The reflectance values shown in the RCR charts and the RCR values themselves are only used for zonal cavity calculations – a crude and inaccurate calculation of average footcandles within a room. Zonal cavity calcs offer no fidelity, so is too overly generalized to be of real value in precision design practice. For example, it assumes a red wall of 50% reflectivity has the same visual impact as a gray wall of the same reflectance – which fails to recognize human visual response to both color and illuminance in processing information. Zonal cavity is also numb to intended space use, treating retail spaces that need vertical illuminance the same as offices which need horizontal, as one and the same. The underlying assumption of the whole Zonal Cavity calculation itself is skewed completely to horizontal illuminance, as this is all it can calculate, so fails to consider any other needs. Yes, there are those who only do Zonal calcs and think they are doing good – that does not mean this is good or effective design practice.

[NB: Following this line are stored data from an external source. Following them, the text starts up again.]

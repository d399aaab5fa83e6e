//! In-memory per-session suggestion state.
//!
//! Each session sits behind its own async mutex so concurrent requests for one
//! session apply their navigator transitions one at a time, while different
//! sessions never contend. Idle sessions are pruned whenever a session is
//! stored.

use std::{
    collections::HashMap,
    sync::Arc,
    time::{Duration, Instant},
};

use tokio::sync::Mutex;
use wander_suggest::SuggestionSession;

pub type SharedSession = Arc<Mutex<SuggestionSession>>;

struct Entry {
    session: SharedSession,
    last_seen: Instant,
}

#[derive(Clone)]
pub struct SessionStore {
    entries: Arc<Mutex<HashMap<String, Entry>>>,
    ttl: Duration,
}

impl SessionStore {
    #[must_use]
    pub fn new(ttl: Duration) -> Self {
        Self {
            entries: Arc::new(Mutex::new(HashMap::new())),
            ttl,
        }
    }

    /// Stores `session` under `id`, replacing any previous session there.
    pub async fn insert(&self, id: &str, session: SuggestionSession) {
        let now = Instant::now();
        let mut entries = self.entries.lock().await;
        let before = entries.len();
        entries.retain(|_, entry| now.duration_since(entry.last_seen) < self.ttl);
        let pruned = before - entries.len();
        if pruned > 0 {
            tracing::debug!(pruned, "pruned idle sessions");
        }
        entries.insert(
            id.to_string(),
            Entry {
                session: Arc::new(Mutex::new(session)),
                last_seen: now,
            },
        );
    }

    /// Returns the live session for `id` and marks it as seen. Expired
    /// sessions are dropped and reported as missing.
    pub async fn get(&self, id: &str) -> Option<SharedSession> {
        let now = Instant::now();
        let mut entries = self.entries.lock().await;
        let entry = entries.get_mut(id)?;
        if now.duration_since(entry.last_seen) >= self.ttl {
            entries.remove(id);
            return None;
        }
        entry.last_seen = now;
        Some(Arc::clone(&entry.session))
    }

    pub async fn active_count(&self) -> usize {
        self.entries.lock().await.len()
    }
}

While of some value in assessing general apporaches to the most generic of spaces, to use RCR and CU values as a basis for energy saving recommendation leads to one conclusion – all walls, floors and ceilings should be high reflectance white, as this produces the greatest average illuminance per watt consumed – all other approaches or surface finishes are then a compromise top energy efficiency. This could not be further from the truth, thus the fundamental error of overly generalized average illuminance calculations.
To produce a desired contrast between vertical and horizontal surfaces, it may be necessary to use a luminaire that places a great deal of light on walls painted a low reflectance color. This is the a principal often used in display illumination, yet the CU/RCR values would indicate this as a poor performing solution.
Real energy efficiency from color and reflectance manipulation comes from an understanding of contrast, visual fields, task level illuminance, brightness and glare influances. When well controlled, these can all add up to significant opportunities to cut energy use. Without consideration, these factors will make whatever general illumination calculations completed irrelevant.
With the range of available software today to evaluate design quickly, with real fidelity, including energy used to attain a desired end result, the use of crude estimates for average illuminance is out dated.